Ya comenté la contradicción sobre las mascarillas en la empresa en la que trabajo, en Estados Unidos.
Pues bien, ayer, tras someterme a la llegada al diario y rutinario interrogatorio (es un poco cansino, por ejemplo, tener que responder cada día que no he viajado fuera de Estados Unidos en los últimos catorce días) antes de que me tomaran la temperatura con lo que llamamos comúnmente la pistola (un termómetro de infrarrojos que toma la temperatura en un instante y sin contacto), la enfermera que hace todo este proceso me preguntó que si necesitaba una mascarilla básica (algunos traen una de su casa, por seguridad o moda), a lo que le contesté que sí, añadiéndole el comentario de que si la usaba (cuando me obligan, que no es muchas veces) era solamente porque es obligatorio.
Y en ese momento ella me comentó también, relajadamente, que esa era la misma razón por la que usaba la mascarilla ella (por obligatoriedad), porque, y cito, se le escapó que en realidad estas mascarillas no protegen al que las lleva, sino a los demás en caso de que el que las use esté enfermo.

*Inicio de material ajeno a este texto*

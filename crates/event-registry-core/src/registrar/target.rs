//! Registration targets
//!
//! Typed values convert into [`Target`] directly. Values only known at
//! runtime go through [`Target::classify`], which rejects anything that is
//! not a target.

use serde_json::Value;
use std::any::Any;
use std::sync::Arc;

use super::object::{Blueprint, Prototype, Registrable};
use crate::error::RegistryError;

/// What a registration applies to
#[derive(Clone)]
pub enum Target {
    /// A blueprint: the surface goes on its shared prototype
    Blueprint(Arc<Prototype>),
    /// A single object: the surface goes on the object itself
    Instance(Arc<dyn Registrable>),
    /// Several targets, each handled independently
    Collection(Vec<Target>),
}

impl Target {
    /// Collect several targets
    pub fn many<I, T>(targets: I) -> Self
    where
        I: IntoIterator<Item = T>,
        T: Into<Target>,
    {
        Target::Collection(targets.into_iter().map(Into::into).collect())
    }

    /// Classify a candidate value
    ///
    /// Objects, blueprints and targets resolve directly. Erased values are
    /// resolved by [`AnyTarget::into_target`]. A collection is classified in
    /// full before anything is returned, so one bad element rejects it.
    pub fn classify<V: IntoAnyTarget>(value: V) -> Result<Target, RegistryError> {
        value.into_any_target().into_target()
    }

    /// Number of non-collection targets reached by this target
    pub fn len(&self) -> usize {
        match self {
            Target::Blueprint(_) | Target::Instance(_) => 1,
            Target::Collection(items) => items.iter().map(Target::len).sum(),
        }
    }

    /// Check whether this is a collection with no targets in it
    pub fn is_empty(&self) -> bool {
        self.len() == 0
    }

    /// Name used in logs
    pub fn label(&self) -> &'static str {
        match self {
            Target::Blueprint(prototype) => prototype.name(),
            Target::Instance(object) => object.type_label(),
            Target::Collection(_) => "collection",
        }
    }
}

impl std::fmt::Debug for Target {
    fn fmt(&self, f: &mut std::fmt::Formatter<'_>) -> std::fmt::Result {
        match self {
            Target::Blueprint(prototype) => {
                f.debug_tuple("Blueprint").field(&prototype.name()).finish()
            }
            Target::Instance(object) => {
                f.debug_tuple("Instance").field(&object.type_label()).finish()
            }
            Target::Collection(items) => f.debug_tuple("Collection").field(items).finish(),
        }
    }
}

impl<T: Send + Sync + 'static> From<&Blueprint<T>> for Target {
    fn from(blueprint: &Blueprint<T>) -> Self {
        Target::Blueprint(Arc::clone(blueprint.prototype()))
    }
}

impl<R: Registrable> From<Arc<R>> for Target {
    fn from(object: Arc<R>) -> Self {
        Target::Instance(object)
    }
}

impl<R: Registrable> From<&Arc<R>> for Target {
    fn from(object: &Arc<R>) -> Self {
        Target::Instance(Arc::clone(object) as Arc<dyn Registrable>)
    }
}

impl From<Arc<dyn Registrable>> for Target {
    fn from(object: Arc<dyn Registrable>) -> Self {
        Target::Instance(object)
    }
}

impl From<Vec<Target>> for Target {
    fn from(items: Vec<Target>) -> Self {
        Target::Collection(items)
    }
}

/// A candidate target that remembers its type name
///
/// Either already resolved from a typed value, or erased and classified
/// when [`AnyTarget::into_target`] is called.
pub struct AnyTarget {
    candidate: Candidate,
    type_name: &'static str,
}

enum Candidate {
    Resolved(Target),
    Erased(Box<dyn Any + Send + Sync>),
}

type BoxedAny = Box<dyn Any + Send + Sync>;

impl AnyTarget {
    /// Erase a value
    pub fn new<V: Any + Send + Sync>(value: V) -> Self {
        Self {
            candidate: Candidate::Erased(Box::new(value)),
            type_name: std::any::type_name::<V>(),
        }
    }

    /// Wrap a value that is known to be a target
    pub fn resolved<V: Into<Target>>(value: V) -> Self {
        Self {
            candidate: Candidate::Resolved(value.into()),
            type_name: std::any::type_name::<V>(),
        }
    }

    /// Take an already boxed value; the concrete type name is unknown
    pub fn from_boxed(value: BoxedAny) -> Self {
        Self {
            candidate: Candidate::Erased(value),
            type_name: std::any::type_name::<BoxedAny>(),
        }
    }

    /// Name of the candidate's type
    pub fn type_name(&self) -> &'static str {
        self.type_name
    }

    /// Resolve into a target, or report the offending type
    ///
    /// An erased value must hold a `Target`, a `Vec<Target>`, an
    /// `Arc<dyn Registrable>`, an `AnyTarget`, a `Vec<AnyTarget>`, or a boxed
    /// or `Vec` of boxed values of those shapes.
    pub fn into_target(self) -> Result<Target, RegistryError> {
        match self.candidate {
            Candidate::Resolved(target) => Ok(target),
            Candidate::Erased(value) => classify_erased(value, self.type_name),
        }
    }
}

fn classify_erased(value: BoxedAny, type_name: &'static str) -> Result<Target, RegistryError> {
    let value = match value.downcast::<Target>() {
        Ok(target) => return Ok(*target),
        Err(value) => value,
    };
    let value = match value.downcast::<Vec<Target>>() {
        Ok(items) => return Ok(Target::Collection(*items)),
        Err(value) => value,
    };
    let value = match value.downcast::<Arc<dyn Registrable>>() {
        Ok(object) => return Ok(Target::Instance(*object)),
        Err(value) => value,
    };
    let value = match value.downcast::<AnyTarget>() {
        Ok(inner) => return inner.into_target(),
        Err(value) => value,
    };
    let value = match value.downcast::<Vec<AnyTarget>>() {
        Ok(items) => return collect(items.into_iter().map(AnyTarget::into_target)),
        Err(value) => value,
    };
    let value = match value.downcast::<BoxedAny>() {
        Ok(inner) => return classify_erased(*inner, type_name),
        Err(value) => value,
    };
    match value.downcast::<Vec<BoxedAny>>() {
        Ok(items) => collect(
            items
                .into_iter()
                .map(|item| AnyTarget::from_boxed(item).into_target()),
        ),
        Err(_) => Err(RegistryError::InvalidTarget { type_name }),
    }
}

fn collect<I>(items: I) -> Result<Target, RegistryError>
where
    I: Iterator<Item = Result<Target, RegistryError>>,
{
    items.collect::<Result<Vec<_>, _>>().map(Target::Collection)
}

impl std::fmt::Debug for AnyTarget {
    fn fmt(&self, f: &mut std::fmt::Formatter<'_>) -> std::fmt::Result {
        f.debug_tuple("AnyTarget").field(&self.type_name).finish()
    }
}

/// Values accepted by [`Target::classify`] and `Registry::register_any`
///
/// Objects, blueprints and targets resolve without inspection. Other
/// values are erased and rejected by name unless they hold a target.
/// Wrap a value in [`AnyTarget::new`] to classify a type not listed here.
pub trait IntoAnyTarget {
    /// Convert into a candidate target
    fn into_any_target(self) -> AnyTarget;
}

impl IntoAnyTarget for AnyTarget {
    fn into_any_target(self) -> AnyTarget {
        self
    }
}

impl IntoAnyTarget for Target {
    fn into_any_target(self) -> AnyTarget {
        AnyTarget::resolved(self)
    }
}

impl<R: Registrable> IntoAnyTarget for Arc<R> {
    fn into_any_target(self) -> AnyTarget {
        AnyTarget::resolved(self)
    }
}

impl<R: Registrable> IntoAnyTarget for &Arc<R> {
    fn into_any_target(self) -> AnyTarget {
        AnyTarget::resolved(self)
    }
}

impl IntoAnyTarget for Arc<dyn Registrable> {
    fn into_any_target(self) -> AnyTarget {
        AnyTarget::resolved(self)
    }
}

impl<T: Send + Sync + 'static> IntoAnyTarget for Blueprint<T> {
    fn into_any_target(self) -> AnyTarget {
        AnyTarget::resolved(&self)
    }
}

impl<T: Send + Sync + 'static> IntoAnyTarget for &Blueprint<T> {
    fn into_any_target(self) -> AnyTarget {
        AnyTarget::resolved(self)
    }
}

impl IntoAnyTarget for BoxedAny {
    fn into_any_target(self) -> AnyTarget {
        AnyTarget::from_boxed(self)
    }
}

impl<V: IntoAnyTarget> IntoAnyTarget for Vec<V> {
    fn into_any_target(self) -> AnyTarget {
        let items: Vec<AnyTarget> = self.into_iter().map(IntoAnyTarget::into_any_target).collect();
        AnyTarget::new(items)
    }
}

macro_rules! erased_candidates {
    ($($ty:ty),* $(,)?) => {
        $(
            impl IntoAnyTarget for $ty {
                fn into_any_target(self) -> AnyTarget {
                    AnyTarget::new(self)
                }
            }
        )*
    };
}

erased_candidates!(
    (),
    bool,
    char,
    i8,
    i16,
    i32,
    i64,
    i128,
    isize,
    u8,
    u16,
    u32,
    u64,
    u128,
    usize,
    f32,
    f64,
    String,
    &'static str,
    Value,
);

Vamos, que las populares mascarillas quirúrgicas no protegen del contagio del coronavirus (ni de cualquier otro). Supongo que por eso la empresa fue cambiando de opinión sobre el uso de las mismas entre los empleados, pasando de la prohibición (cuando empezó la crisis) al permiso (cuando subieron los casos) y a la obligatoriedad (cuando el estado decretó el teórico confinamiento). De lo que se trataba era, ante el avance de la pandemia, de protegerse no a uno mismo, sino de proteger a los demás en caso de que uno esté enfermo.
Vamos, que las mascarillas quirúrgicas vienen siendo como aquello que me dijo alguien de que las batas que los hospitales dan a los enfermos es para que se crean que están vestidos. Pues eso mismo, con las mentadas mascarillas quirúrgicas creemos que vamos protegidos.